ON APPEAL from the United States District Court for the Eastern District of Michigan

Before: KEITH and MARTIN, Circuit Judges; and PHILLIPS, Senior Circuit Judge.

Per Curiam.

Leroy Jones appeals from his conviction on a charge of aiding and abetting the interstate transportation of two stolen motor vehicles from Michigan to Indiana, in violation of 18 U.S.C. §§ 2 and 2312. After his three co-defendants had pleaded guilty in other districts, Jones came to trial on August 4, 1983. After the close of the proof, Jones moved for a directed verdict, which was denied. The jury found him guilty. The district court sentenced him to two to three years probation with confinement at a community treatment center for up to 120 days.

Jones appeals principally on the ground that there was not sufficient evidence to support the verdict of the jury. We affirm.

The evidence showed that from July 1981 until February 1983, the Federal Bureau of Investigation conducted a project in Detroit known as 'Project Derings.' The objective was to introduce undercover agents to individuals who were involved in large scale commercial automobile theft rings. Undercover FBI agents represented themselves as corrupt employees of the Secretary of State of Michigan for the purpose of selling fraudulent Michigan certificates of title, registrations and license plates to automobile thieves.

One of the undercover agents, Joseph Finnigan, adopted the identity of 'Joe Booker,' an employee of the Michigan Secretary of State. Agent Finnigan met with a co-defendant of Jones in Indianapolis, who wanted to purchase fraudulent paperwork for automobiles which were to be brought from Michigan to Indiana. Two of these automobiles were Corvettes identified in count two of the indictment (the count which included the charge against Jones).
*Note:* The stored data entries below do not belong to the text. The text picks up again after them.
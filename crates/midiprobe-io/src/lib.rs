//! Stream context for the MIDI probe.
//!
//! Attaches any number of byte sources to a shared [`Probe`], which decodes,
//! classifies and timestamps each stream independently and merges the
//! results for consumers.
//!
//! - **Delivery**: pull queue ([`Probe::events`]), push callbacks
//!   ([`Probe::subscribe`]) and optional bounded [`History`]
//! - **Output**: [`Generator`] validates and encodes messages for any [`Transport`]
//! - **Formatting**: hexadecimal, decimal and binary byte renderings
//!
//! Transports are out of scope: a platform MIDI callback or a polling loop
//! both just call [`InputStream::feed`].

pub mod error;
pub use error::{Error, Result};

mod system;
pub use system::{Probe, ProbeBuilder, StreamInfo, SubscriptionId, DEFAULT_QUEUE_CAPACITY};

mod event;
pub use event::{ProbeEvent, ProbeEventKind, StreamId};

mod history;
pub use history::History;

mod stream;
pub use stream::InputStream;

pub mod output;
pub use output::{ChannelTransport, Generator, Transport};

pub mod format;

pub use midiprobe_core::{
    AnnotatedMessage, Annotation, Config, DecodeError, EoxPolicy, Message, MessageKind,
    TimestampedMessage,
};
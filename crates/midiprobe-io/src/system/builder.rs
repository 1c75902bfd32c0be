//! Probe builder.

use arc_swap::ArcSwap;
use crossbeam_channel::bounded;
use dashmap::DashMap;
use parking_lot::RwLock;
use std::sync::atomic::AtomicU64;
use std::sync::Arc;

use midiprobe_core::{Clock, Config, MonotonicClock};

use crate::error::{Error, Result};
use crate::history::History;

use super::{validate_config, Probe, ProbeInner};

pub const DEFAULT_QUEUE_CAPACITY: usize = 4096;

pub struct ProbeBuilder {
    pub(super) config: Config,
    pub(super) history_capacity: Option<usize>,
    pub(super) queue_capacity: usize,
    pub(super) clock: Option<Arc<dyn Clock>>,
}

impl Default for ProbeBuilder {
    fn default() -> Self {
        Self {
            config: Config::default(),
            history_capacity: None,
            queue_capacity: DEFAULT_QUEUE_CAPACITY,
            clock: None,
        }
    }
}

impl ProbeBuilder {
    pub fn config(mut self, config: Config) -> Self {
        self.config = config;
        self
    }

    /// Keep the last `capacity` events.
    pub fn history(mut self, capacity: usize) -> Self {
        self.history_capacity = Some(capacity);
        self
    }

    /// Bound of the merged event queue. Events that do not fit are dropped.
    pub fn queue_capacity(mut self, capacity: usize) -> Self {
        self.queue_capacity = capacity;
        self
    }

    /// Time source shared by every stream. Defaults to a [`MonotonicClock`]
    /// started at build time.
    pub fn clock(mut self, clock: impl Clock + 'static) -> Self {
        self.clock = Some(Arc::new(clock));
        self
    }

    pub fn build(self) -> Result<Probe> {
        validate_config(&self.config)?;
        if self.queue_capacity == 0 {
            return Err(Error::InvalidConfig(
                "queue capacity must be at least 1".to_string(),
            ));
        }
        let history = match self.history_capacity {
            Some(0) => {
                return Err(Error::InvalidConfig(
                    "history capacity must be at least 1".to_string(),
                ))
            }
            Some(capacity) => Some(History::new(capacity)),
            None => None,
        };

        let clock = self
            .clock
            .unwrap_or_else(|| Arc::new(MonotonicClock::new()));
        let (sender, receiver) = bounded(self.queue_capacity);

        Ok(Probe {
            inner: Arc::new(ProbeInner {
                config: ArcSwap::from_pointee(self.config),
                clock,
                streams: DashMap::new(),
                next_stream_id: AtomicU64::new(1),
                sender,
                receiver,
                subscribers: RwLock::new(Vec::new()),
                next_subscription_id: AtomicU64::new(1),
                history,
                dropped_events: AtomicU64::new(0),
            }),
        })
    }
}
//! Input stream handle: decode, classify, stamp, publish.

use std::sync::atomic::Ordering;
use std::sync::Arc;
use std::time::Duration;
use tracing::{debug, trace, warn};

use midiprobe_core::{
    Classifier, Clock, Config, DecodeError, DecodeEvent, Message, Stamper, StreamDecoder,
};

use crate::error::{Error, Result};
use crate::event::{ProbeEvent, ProbeEventKind, StreamId};
use crate::system::{ProbeInner, StreamCounters};

/// One byte source attached to a [`Probe`](crate::Probe).
///
/// The handle owns the stream's decoder, classifier and stamper, so a stream
/// is fed from a single thread at a time. Different streams can be fed
/// concurrently; their events meet in the probe's queue.
pub struct InputStream {
    id: StreamId,
    name: Arc<str>,
    probe: Arc<ProbeInner>,
    decoder: StreamDecoder,
    classifier: Classifier,
    stamper: Stamper<Arc<dyn Clock>>,
    /// Clock reading at the first byte of the message being collected.
    started_at: Option<Duration>,
    config: Config,
    counters: Arc<StreamCounters>,
    closed: bool,
}

impl InputStream {
    pub(crate) fn new(
        id: StreamId,
        name: Arc<str>,
        probe: Arc<ProbeInner>,
        counters: Arc<StreamCounters>,
    ) -> Self {
        let config = **probe.config.load();
        let stamper = Stamper::new(Arc::clone(&probe.clock));
        Self {
            id,
            name,
            probe,
            decoder: StreamDecoder::new(config),
            classifier: Classifier::new(config),
            stamper,
            started_at: None,
            config,
            counters,
            closed: false,
        }
    }

    pub fn id(&self) -> StreamId {
        self.id
    }

    pub fn name(&self) -> &str {
        &self.name
    }

    pub fn is_closed(&self) -> bool {
        self.closed
    }

    /// Consume one byte as it arrived from the transport.
    ///
    /// `hardware_time` is the transport's own timestamp for this byte, if it
    /// has one.
    pub fn feed(&mut self, byte: u8, hardware_time: Option<Duration>) -> Result<()> {
        if self.closed {
            return Err(Error::StreamClosed);
        }
        self.sync_config();

        let now = self.stamper.now();
        let is_status = byte >= 0x80;
        let is_realtime = byte >= 0xF8;
        if !is_status && self.started_at.is_none() {
            self.started_at = Some(now);
        }

        let mut completed = false;
        for event in self.decoder.feed(byte) {
            match event {
                DecodeEvent::Message(message) => {
                    let at = if message.is_realtime() {
                        now
                    } else if !is_status || matches!(message, Message::SystemExclusive(_)) {
                        completed = true;
                        self.started_at.unwrap_or(now)
                    } else {
                        completed = true;
                        now
                    };
                    self.publish_message(message, at, hardware_time);
                }
                DecodeEvent::Error(error) => self.publish_error(error, now, hardware_time),
            }
        }

        if is_realtime {
            return Ok(());
        }
        if is_status && !self.decoder.is_idle() {
            self.started_at = Some(now);
        } else if completed || self.decoder.is_idle() {
            self.started_at = None;
        }
        Ok(())
    }

    /// Consume a chunk, all bytes sharing one hardware timestamp.
    pub fn feed_slice(&mut self, bytes: &[u8], hardware_time: Option<Duration>) -> Result<()> {
        for &byte in bytes {
            self.feed(byte, hardware_time)?;
        }
        Ok(())
    }

    /// Forget partial messages, running status and parameter selections,
    /// e.g. after the transport reconnects.
    pub fn resync(&mut self) {
        self.decoder.reset();
        self.classifier.reset();
        self.stamper.reset();
        self.started_at = None;
        debug!("Resynchronized MIDI input stream {}: {}", self.id, self.name);
    }

    /// Detach from the probe. Further feeds return [`Error::StreamClosed`].
    pub fn close(&mut self) {
        if !self.closed {
            self.closed = true;
            self.probe.unregister(self.id);
        }
    }

    fn sync_config(&mut self) {
        let config = **self.probe.config.load();
        if config != self.config {
            self.decoder.set_config(config);
            self.classifier.set_config(config);
            self.config = config;
        }
    }

    fn publish_message(&mut self, message: Message, at: Duration, hardware_time: Option<Duration>) {
        let annotated = self.classifier.classify(&message);
        trace!("{} {}: {}", self.id, self.name, message);
        let stamped = self.stamper.stamp_at(annotated, at, hardware_time);
        self.counters.messages.fetch_add(1, Ordering::Relaxed);
        self.probe.publish(ProbeEvent {
            stream: self.id,
            source: Arc::clone(&self.name),
            kind: ProbeEventKind::Message(stamped),
        });
    }

    fn publish_error(&mut self, error: DecodeError, at: Duration, hardware_time: Option<Duration>) {
        warn!("{} {}: {}", self.id, self.name, error);
        self.counters.errors.fetch_add(1, Ordering::Relaxed);
        self.probe.publish(ProbeEvent {
            stream: self.id,
            source: Arc::clone(&self.name),
            kind: ProbeEventKind::Error {
                error,
                system_time: at,
                hardware_time,
            },
        });
    }
}

impl Drop for InputStream {
    fn drop(&mut self) {
        self.close();
    }
}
After having made arrangements for the purchase of the paper-work, Agent Finnigan went to an address on Stahelin Street in Detroit to deliver a license plate for one of the automobiles so that it could be transported to Indiana. Finnigan observed the defendant, a certified lock smith, at the Stahelin Street address. Finnigan handed the license plate to one of the stolen Corvettes to defendant, who walked with it toward his car. The other license plate was delivered by Agent Finnigan to an unidentified person at another address. Later in the day the two Corvettes were delivered to one of the co-defendants and his associates at the Howard Johnson Hotel in Detroit and they took the stolen Corvettes to Indiana. The two stolen Corvettes later were recovered from buyers in Indianapolis.

On January 4, 1983, Agent Finnigan telephoned the home of Jones and tape-recorded a conversation with him. Jones admitted that he repaired the two stolen Corvettes prior to their shipment out of state and that he knew they were stolen. He also stated that he was willing to do further repairs on stolen vehicles. Jones testified in court on his own behalf and contradicted some of the contents of his tape-recorded conversation.

The record contains other evidence, some circumstantial, to support the verdict of the jury, including inconsistencies in the testimony of defendant Jones.

The standard of review applicable to a challenge to the sufficiency of the evidence requires this Court to sustain the guilty verdict 'if there is substantial evidence, taking the view most favorable to the government, to support it.' Glasser v. United States, 315 U.S. 60 (1942); United States v. Wolfenbarger, 426 F.2d 992, 994 (6th Cir. 1970); United States v. Levinson, 405 F.2d 971, 985 (6th Cir. 1968), cert. denied, 395 U.S. 906, 958 (1969).

We conclude that the evidence was sufficient for the jury to conclude that Jones knew that he was repairing stolen automobiles for interstate transportation.

In the district court Jones contended that the indictment was defective in making charges involving two motor vehicles in the same count. This claim is without merit. United States v. Alsobrook, 620 F.2d 139, 142-43 (6th Cir.), cert. denied, 449 U.S. 843 (1980).

The judgment of conviction is affirmed.